Estudo revela elevada agressividade terapêutica em fim de vida para doentes oncológicos
Sobre o estudo
A agressividade dos cuidados em fim de vida do doente oncológico é um tema de grande relevância clínica e social. Estudos qualitativos internacionais demonstram que os doentes desejam evitar tratamentos excessivamente agressivos que comprometam a qualidade de vida no seu fim (Heyland et al. 2006). Urge identificar os doentes em maior risco de cuidados agressivos em fim de vida.
Apesar do crescimento do número de equipas de cuidados paliativos nos últimos anos, os recursos afetos a estes cuidados são escassos e têm cobertura geográfica assimétrica a nível regional e de tipologia. Apenas cerca de 25% portugueses em idade adulta recebem apoio destas equipas, deixando muitos portugueses sem acesso a cuidados paliativos (Capelas et al. 2019).
Este projeto trata-se de um estudo observacional retrospetivo que incluiu todos os adultos com diagnóstico de cancro que faleceram num hospital público de Portugal continental entre janeiro de 2010 e dezembro de 2015, identificados a partir da Base de Dados de Morbilidade Hospitalar. A agressividade dos cuidados oncológicos em fim de vida foi medida através da presença de pelo menos 1 de 16 indicadores individuais nos últimos 30 dias de vida. Estes indicadores foram identificados na literatura e validados por um painel de peritos nacionais.
Resultados e impacto
O estudo incluiu 92.155 doentes e demonstra que Portugal apresenta uma elevada prevalência de agressividade terapêutica em fim de vida para doentes oncológicos – 7 em cada 10 que morreram num hospital público em Portugal continental entre 2010 e 2015 foram expostos a cuidados considerados excessivamente agressivos. Esta constitui uma das maiores prevalências de agressividade terapêutica em fim de vida para doentes oncológicos entre os países ocidentais (71 vs 22-65%).
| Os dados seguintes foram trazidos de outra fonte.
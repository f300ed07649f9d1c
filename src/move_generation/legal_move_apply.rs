//! Make/revert of packed moves on the live position.
//!
//! `make_move` mutates the position in place and pushes an `UndoState`;
//! `revert_move` pops it and restores the previous position exactly,
//! including piece-list slot order.

use crate::chess_errors::{ChessError, ChessResult};
use crate::game_state::board_geometry::{
    offset_square, BOARD_SIZE, A1, A8, C1, C8, D1, D8, E1, E8, F1, F8, G1, G8, H1, H8,
};
use crate::game_state::{chess_types::*, game_state::GameState};
use crate::move_generation::legal_move_checks::{
    attacks_square, direction_between, slider_on_direction,
};
use crate::moves::move_descriptions::{decode_move, DecodedMove, MoveKind};
use crate::search::zobrist::{castling_key, en_passant_key, piece_square_key, side_to_move_key};

const fn build_castling_rights_kept() -> [CastlingRights; BOARD_SIZE] {
    let mut kept = [CASTLE_ALL; BOARD_SIZE];
    kept[E1 as usize] = CASTLE_ALL & !(CASTLE_WHITE_KINGSIDE | CASTLE_WHITE_QUEENSIDE);
    kept[H1 as usize] = CASTLE_ALL & !CASTLE_WHITE_KINGSIDE;
    kept[A1 as usize] = CASTLE_ALL & !CASTLE_WHITE_QUEENSIDE;
    kept[E8 as usize] = CASTLE_ALL & !(CASTLE_BLACK_KINGSIDE | CASTLE_BLACK_QUEENSIDE);
    kept[H8 as usize] = CASTLE_ALL & !CASTLE_BLACK_KINGSIDE;
    kept[A8 as usize] = CASTLE_ALL & !CASTLE_BLACK_QUEENSIDE;
    kept
}

/// Rights that survive a move touching each square (as origin or target).
static CASTLING_RIGHTS_KEPT: [CastlingRights; BOARD_SIZE] = build_castling_rights_kept();

/// Rook origin and destination for a castling king destination.
fn castle_rook_squares(king_to: Square) -> (Square, Square) {
    match king_to {
        G1 => (H1, F1),
        C1 => (A1, D1),
        G8 => (H8, F8),
        C8 => (A8, D8),
        _ => panic!("square {king_to} is not a castling destination"),
    }
}

#[inline]
fn captured_square_of(kind: MoveKind, to: Square, mover: Color) -> Square {
    match kind {
        MoveKind::EnPassant => offset_square(to, -mover.pawn_push()),
        _ => to,
    }
}

/// Apply `mv` for the side to move.
///
/// # Panics
///
/// Panics when the origin square holds no piece.
pub fn make_move(game_state: &mut GameState, mv: Move) {
    let DecodedMove {
        from,
        to,
        kind,
        promotion,
    } = decode_move(mv);
    let side = game_state.side_to_move;
    let enemy = side.opposite();
    let Some(moving) = game_state.piece_on(from) else {
        panic!("make_move: no piece on square {from}");
    };
    debug_assert_eq!(moving.color(), side);

    let mut undo = UndoState {
        mv,
        prev_castling_rights: game_state.castling_rights,
        prev_en_passant_square: game_state.en_passant_square,
        prev_halfmove_clock: game_state.halfmove_clock,
        prev_fullmove_number: game_state.fullmove_number,
        prev_zobrist_key: game_state.zobrist_key,
        prev_moved_piece: game_state.moved_piece,
        prev_captured_piece: game_state.captured_piece,
        captured: None,
        promoted_pawn_slot: None,
        prev_in_check: game_state.in_check,
        prev_in_double_check: game_state.in_double_check,
        prev_checking_square: game_state.checking_square,
    };

    let mut key = game_state.zobrist_key;

    if let Some(ep_square) = game_state.en_passant_square.take() {
        key ^= en_passant_key(ep_square);
    }
    game_state.halfmove_clock = game_state.halfmove_clock.saturating_add(1);

    let captured_square = captured_square_of(kind, to, side);
    if !game_state.cell(captured_square).is_empty() && kind != MoveKind::Castle {
        let (captured, slot) = game_state.remove_piece(captured_square);
        key ^= piece_square_key(captured, captured_square);
        game_state.halfmove_clock = 0;
        undo.captured = Some((captured, slot));
    }

    let mut vacated_rook_square = None;
    let mut arrival_square = to;
    match kind {
        MoveKind::Promotion => {
            let (pawn, slot) = game_state.remove_piece(from);
            let promoted = Piece::new(side, promotion.unwrap_or(PieceKind::Queen));
            game_state.put_piece(promoted, to);
            key ^= piece_square_key(pawn, from) ^ piece_square_key(promoted, to);
            undo.promoted_pawn_slot = Some(slot);
        }
        MoveKind::Castle => {
            let (rook_from, rook_to) = castle_rook_squares(to);
            let rook = Piece::new(side, PieceKind::Rook);
            game_state.move_piece(from, to);
            game_state.move_piece(rook_from, rook_to);
            key ^= piece_square_key(moving, from) ^ piece_square_key(moving, to);
            key ^= piece_square_key(rook, rook_from) ^ piece_square_key(rook, rook_to);
            vacated_rook_square = Some(rook_from);
            arrival_square = rook_to;
        }
        MoveKind::EnPassant | MoveKind::Normal => {
            game_state.move_piece(from, to);
            key ^= piece_square_key(moving, from) ^ piece_square_key(moving, to);
        }
    }

    if moving.kind() == PieceKind::Pawn {
        game_state.halfmove_clock = 0;

        let push = side.pawn_push();
        if to == offset_square(from, 2 * push) {
            let enemy_pawn = Cell::Occupied(Piece::new(enemy, PieceKind::Pawn));
            if game_state.cell(offset_square(to, -1)) == enemy_pawn
                || game_state.cell(offset_square(to, 1)) == enemy_pawn
            {
                let ep_square = offset_square(from, push);
                game_state.en_passant_square = Some(ep_square);
                key ^= en_passant_key(ep_square);
            }
        }
    }

    let rights = game_state.castling_rights
        & CASTLING_RIGHTS_KEPT[from as usize]
        & CASTLING_RIGHTS_KEPT[to as usize];
    if rights != game_state.castling_rights {
        key ^= castling_key(game_state.castling_rights) ^ castling_key(rights);
        game_state.castling_rights = rights;
    }

    if side == Color::Black {
        game_state.fullmove_number = game_state.fullmove_number.saturating_add(1);
    }
    game_state.side_to_move = enemy;
    key ^= side_to_move_key();

    game_state.zobrist_key = key;
    *game_state.repetition_table.entry(key).or_insert(0) += 1;

    game_state.moved_piece = Some(moving);
    game_state.captured_piece = undo.captured.map(|(piece, _)| piece);
    game_state.undo_stack.push(undo);

    let vacated = [
        Some(from),
        (kind == MoveKind::EnPassant).then_some(captured_square),
        vacated_rook_square,
    ];
    update_check_state(game_state, side, arrival_square, &vacated);
}

/// Recompute the check cache of the new side to move from the squares the
/// last move touched: a direct check by the piece that arrived, plus
/// discovered checks along lines through each vacated square.
fn update_check_state(
    game_state: &mut GameState,
    mover: Color,
    arrival_square: Square,
    vacated: &[Option<Square>],
) {
    let king = game_state.king_square(mover.opposite());
    let mut checkers = [None::<Square>; 2];
    let mut count = 0;
    let mut add = |square: Square| {
        if count < 2 && !checkers[..count].contains(&Some(square)) {
            checkers[count] = Some(square);
            count += 1;
        }
    };

    if attacks_square(game_state, arrival_square, king) {
        add(arrival_square);
    }

    for &square in vacated.iter().flatten() {
        let direction = direction_between(king, square);
        if direction == 0 {
            continue;
        }
        if let Some(slider) = slider_on_direction(game_state, direction, king, mover) {
            add(slider);
        }
    }

    game_state.in_check = count > 0;
    game_state.in_double_check = count > 1;
    game_state.checking_square = checkers[0];
}

/// Undo the most recent `make_move`, returning the move it applied.
pub fn revert_move(game_state: &mut GameState) -> ChessResult<Move> {
    let Some(undo) = game_state.undo_stack.pop() else {
        return Err(ChessError::EmptyUndoStack);
    };

    if let Some(count) = game_state.repetition_table.get_mut(&game_state.zobrist_key) {
        *count -= 1;
        if *count == 0 {
            game_state.repetition_table.remove(&game_state.zobrist_key);
        }
    }

    let DecodedMove { from, to, kind, .. } = decode_move(undo.mv);
    let mover = game_state.side_to_move.opposite();

    match kind {
        MoveKind::Promotion => {
            let Some(slot) = undo.promoted_pawn_slot else {
                panic!("promotion undo record without a pawn slot");
            };
            game_state.remove_piece(to);
            game_state.reinsert_piece(Piece::new(mover, PieceKind::Pawn), from, slot);
        }
        MoveKind::Castle => {
            let (rook_from, rook_to) = castle_rook_squares(to);
            game_state.move_piece(rook_to, rook_from);
            game_state.move_piece(to, from);
        }
        MoveKind::EnPassant | MoveKind::Normal => game_state.move_piece(to, from),
    }

    if let Some((piece, slot)) = undo.captured {
        game_state.reinsert_piece(piece, captured_square_of(kind, to, mover), slot);
    }

    game_state.side_to_move = mover;
    game_state.castling_rights = undo.prev_castling_rights;
    game_state.en_passant_square = undo.prev_en_passant_square;
    game_state.halfmove_clock = undo.prev_halfmove_clock;
    game_state.fullmove_number = undo.prev_fullmove_number;
    game_state.zobrist_key = undo.prev_zobrist_key;
    game_state.moved_piece = undo.prev_moved_piece;
    game_state.captured_piece = undo.prev_captured_piece;
    game_state.in_check = undo.prev_in_check;
    game_state.in_double_check = undo.prev_in_double_check;
    game_state.checking_square = undo.prev_checking_square;

    Ok(undo.mv)
}

#[cfg(test)]
mod tests {
    use super::{make_move, revert_move};
    use crate::chess_errors::ChessError;
    use crate::game_state::chess_types::*;
    use crate::game_state::game_state::GameState;
    use crate::move_generation::legal_move_checks::attackers_of_square;
    use crate::move_generation::legal_move_generator::generate_legal_moves;
    use crate::search::zobrist::compute_zobrist_key;
    use crate::utils::long_algebraic::{long_algebraic_to_move, play_long_algebraic};

    fn assert_caches_consistent(game: &GameState) {
        assert_eq!(game.zobrist_key, compute_zobrist_key(game), "{}", game.get_fen());

        let side = game.side_to_move;
        let checkers = attackers_of_square(game, game.king_square(side), side.opposite());
        assert_eq!(game.in_check, !checkers.is_empty(), "{}", game.get_fen());
        assert_eq!(game.in_double_check, checkers.len() > 1, "{}", game.get_fen());
        if checkers.len() == 1 {
            assert_eq!(game.checking_square, Some(checkers[0]), "{}", game.get_fen());
        }
    }

    fn walk(game: &mut GameState, depth: u8) {
        if depth == 0 {
            return;
        }
        for mv in generate_legal_moves(game) {
            let before = game.clone();
            make_move(game, mv);
            assert_caches_consistent(game);
            walk(game, depth - 1);
            revert_move(game).expect("revert should pop the move just made");
            assert_eq!(*game, before);
        }
    }

    #[test]
    fn make_revert_round_trips_from_start() {
        let mut game = GameState::new_game();
        walk(&mut game, 3);
    }

    #[test]
    fn make_revert_round_trips_tactical_positions() {
        for fen in [
            "r3k2r/p1ppqpb1/bn2pnp1/3PN3/1p2P3/2N2Q1p/PPPBBPPP/R3K2R w KQkq - 0 1",
            "8/2p5/3p4/KP5r/1R3p1k/8/4P1P1/8 w - - 0 1",
            "r3k2r/Pppp1ppp/1b3nbN/nP6/BBP1P3/q4N2/Pp1P2PP/R2Q1RK1 w kq - 0 1",
            "rnbq1k1r/pp1Pbppp/2p5/8/2B5/8/PPP1NnPP/RNBQK2R w KQ - 1 8",
        ] {
            let mut game = GameState::from_fen(fen).expect("FEN should parse");
            walk(&mut game, 2);
        }
    }

    #[test]
    fn castling_moves_rook_and_clears_rights() {
        let mut game = GameState::from_fen("r3k2r/8/8/8/8/8/8/R3K2R w KQkq - 0 1")
            .expect("FEN should parse");
        play_long_algebraic(&mut game, "e1g1").expect("castling should be legal");
        assert_eq!(game.get_fen(), "r3k2r/8/8/8/8/8/8/R4RK1 b kq - 1 1");

        play_long_algebraic(&mut game, "a8a1").expect("rook capture should be legal");
        assert_eq!(game.get_fen(), "4k2r/8/8/8/8/8/8/r4RK1 w k - 0 2");
    }

    #[test]
    fn en_passant_square_only_set_when_capturable() {
        let mut game = GameState::new_game();
        play_long_algebraic(&mut game, "e2e4").expect("e2e4 should be legal");
        assert_eq!(game.en_passant_square, None);

        let mut game = GameState::from_fen("4k3/3p4/8/4P3/8/8/8/4K3 b - - 0 1")
            .expect("FEN should parse");
        play_long_algebraic(&mut game, "d7d5").expect("d7d5 should be legal");
        assert!(game.en_passant_square.is_some());
        play_long_algebraic(&mut game, "e5d6").expect("en passant should be legal");
        assert_eq!(game.get_fen(), "4k3/8/3P4/8/8/8/8/4K3 b - - 0 2");
        assert_eq!(game.material_score, [100, 0]);
    }

    #[test]
    fn promotion_replaces_pawn_and_reverts_exactly() {
        let mut game = GameState::from_fen("1r2k3/P7/8/8/8/8/8/4K3 w - - 0 1")
            .expect("FEN should parse");
        let before = game.clone();
        let mv = long_algebraic_to_move(&game, "a7b8q").expect("a7b8q should parse");
        make_move(&mut game, mv);
        assert_eq!(
            game.piece_on(game.king_square(Color::Black) - 3),
            Some(Piece::new(Color::White, PieceKind::Queen))
        );
        assert!(game.in_check);
        assert_eq!(game.material_score, [900, 0]);
        assert_eq!(game.captured_piece, Some(Piece::new(Color::Black, PieceKind::Rook)));

        assert_eq!(revert_move(&mut game), Ok(mv));
        assert_eq!(game, before);
    }

    #[test]
    fn discovered_and_double_checks_are_detected() {
        // Knight leaves the e-file uncovering the rook and checks from f6.
        let mut game = GameState::from_fen("4k3/8/8/8/4N3/8/8/K3R3 w - - 0 1")
            .expect("FEN should parse");
        play_long_algebraic(&mut game, "e4f6").expect("e4f6 should be legal");
        assert!(game.in_check);
        assert!(game.in_double_check);
        assert_caches_consistent(&game);

        let mut game = GameState::from_fen("4k3/8/8/8/4N3/8/8/K3R3 w - - 0 1")
            .expect("FEN should parse");
        play_long_algebraic(&mut game, "e4c3").expect("e4c3 should be legal");
        assert!(game.in_check);
        assert!(!game.in_double_check);
        assert_eq!(
            game.checking_square,
            Some(crate::game_state::board_geometry::E1)
        );
    }

    #[test]
    fn revert_with_empty_history_is_an_error() {
        let mut game = GameState::new_game();
        assert_eq!(revert_move(&mut game), Err(ChessError::EmptyUndoStack));
    }
}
O indicador individual de agressividade mais comum nos últimos 30 dias de vida foi o internamento hospitalar por mais de 14 dias (43 vs 11-30%). Num contexto de acesso tendencialmente gratuito aos cuidados hospitalares, este internamento pode ser fortemente induzido por ausência de apoios clínicos e sociais na comunidade.
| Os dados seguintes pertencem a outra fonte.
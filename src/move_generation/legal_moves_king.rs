use crate::game_state::board_geometry::{
    offset_square, B1, B8, C1, C8, D1, D8, E1, E8, F1, F8, G1, G8,
};
use crate::game_state::{chess_types::*, game_state::GameState};
use crate::move_generation::legal_move_checks::is_square_attacked;
use crate::move_generation::legal_move_shared::GenerationContext;
use crate::moves::move_descriptions::{encode_move, MoveKind};
use crate::moves::piece_offsets::KING_OFFSETS;

struct CastlingPath {
    right: CastlingRights,
    king_from: Square,
    king_to: Square,
    // Squares that must be empty, the first one being the square the king crosses.
    empty: &'static [Square],
}

const WHITE_CASTLING: [CastlingPath; 2] = [
    CastlingPath {
        right: CASTLE_WHITE_KINGSIDE,
        king_from: E1,
        king_to: G1,
        empty: &[F1, G1],
    },
    CastlingPath {
        right: CASTLE_WHITE_QUEENSIDE,
        king_from: E1,
        king_to: C1,
        empty: &[D1, C1, B1],
    },
];

const BLACK_CASTLING: [CastlingPath; 2] = [
    CastlingPath {
        right: CASTLE_BLACK_KINGSIDE,
        king_from: E8,
        king_to: G8,
        empty: &[F8, G8],
    },
    CastlingPath {
        right: CASTLE_BLACK_QUEENSIDE,
        king_from: E8,
        king_to: C8,
        empty: &[D8, C8, B8],
    },
];

/// King steps and castling. Destinations attacked by the opponent are left to
/// the residual check.
pub fn generate_king_moves(game_state: &GameState, ctx: &GenerationContext, out: &mut Vec<Move>) {
    let from = ctx.king_square;

    for offset in KING_OFFSETS {
        let to = offset_square(from, offset);
        if game_state.cell(to).is_empty_or_color(ctx.enemy) {
            out.push(encode_move(from, to, MoveKind::Normal, None));
        }
    }

    if ctx.in_check {
        return;
    }

    let paths = match ctx.side {
        Color::White => &WHITE_CASTLING,
        Color::Black => &BLACK_CASTLING,
    };
    for path in paths {
        if game_state.castling_rights & path.right == 0 || from != path.king_from {
            continue;
        }
        if !path.empty.iter().all(|&sq| game_state.cell(sq).is_empty()) {
            continue;
        }
        if is_square_attacked(game_state, path.empty[0], ctx.enemy) {
            continue;
        }
        out.push(encode_move(from, path.king_to, MoveKind::Castle, None));
    }
}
Fatores relacionados com um melhor entendimento da evolução clínica, como idade avançada, cancro de mama e doença metastática foram associados a menor risco de receber cuidados agressivos.
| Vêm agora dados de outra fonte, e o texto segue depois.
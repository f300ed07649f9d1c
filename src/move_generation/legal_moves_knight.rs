use crate::game_state::board_geometry::offset_square;
use crate::game_state::{chess_types::*, game_state::GameState};
use crate::move_generation::legal_move_checks::pin_direction;
use crate::move_generation::legal_move_shared::GenerationContext;
use crate::moves::move_descriptions::{encode_move, MoveKind};
use crate::moves::piece_offsets::KNIGHT_OFFSETS;

pub fn generate_knight_moves(game_state: &GameState, ctx: &GenerationContext, out: &mut Vec<Move>) {
    for &from in game_state.squares_of(Piece::new(ctx.side, PieceKind::Knight)) {
        // A pinned knight always leaves its line.
        if pin_direction(game_state, ctx.king_square, from, ctx.enemy).is_some() {
            continue;
        }

        for offset in KNIGHT_OFFSETS {
            let to = offset_square(from, offset);
            if game_state.cell(to).is_empty_or_color(ctx.enemy) && ctx.resolves_check(to) {
                out.push(encode_move(from, to, MoveKind::Normal, None));
            }
        }
    }
}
Por outro lado, doentes com necessidades mais complexas ou cujo prognóstico seja mais imprevisível, como aqueles com mais doenças associadas e cancro gastrointestinal ou hematológico, estão expostos a maior risco de cuidados agressivos. O óbito num centro oncológico ou num hospital com serviço de oncologia médica está também associado a aumento de risco.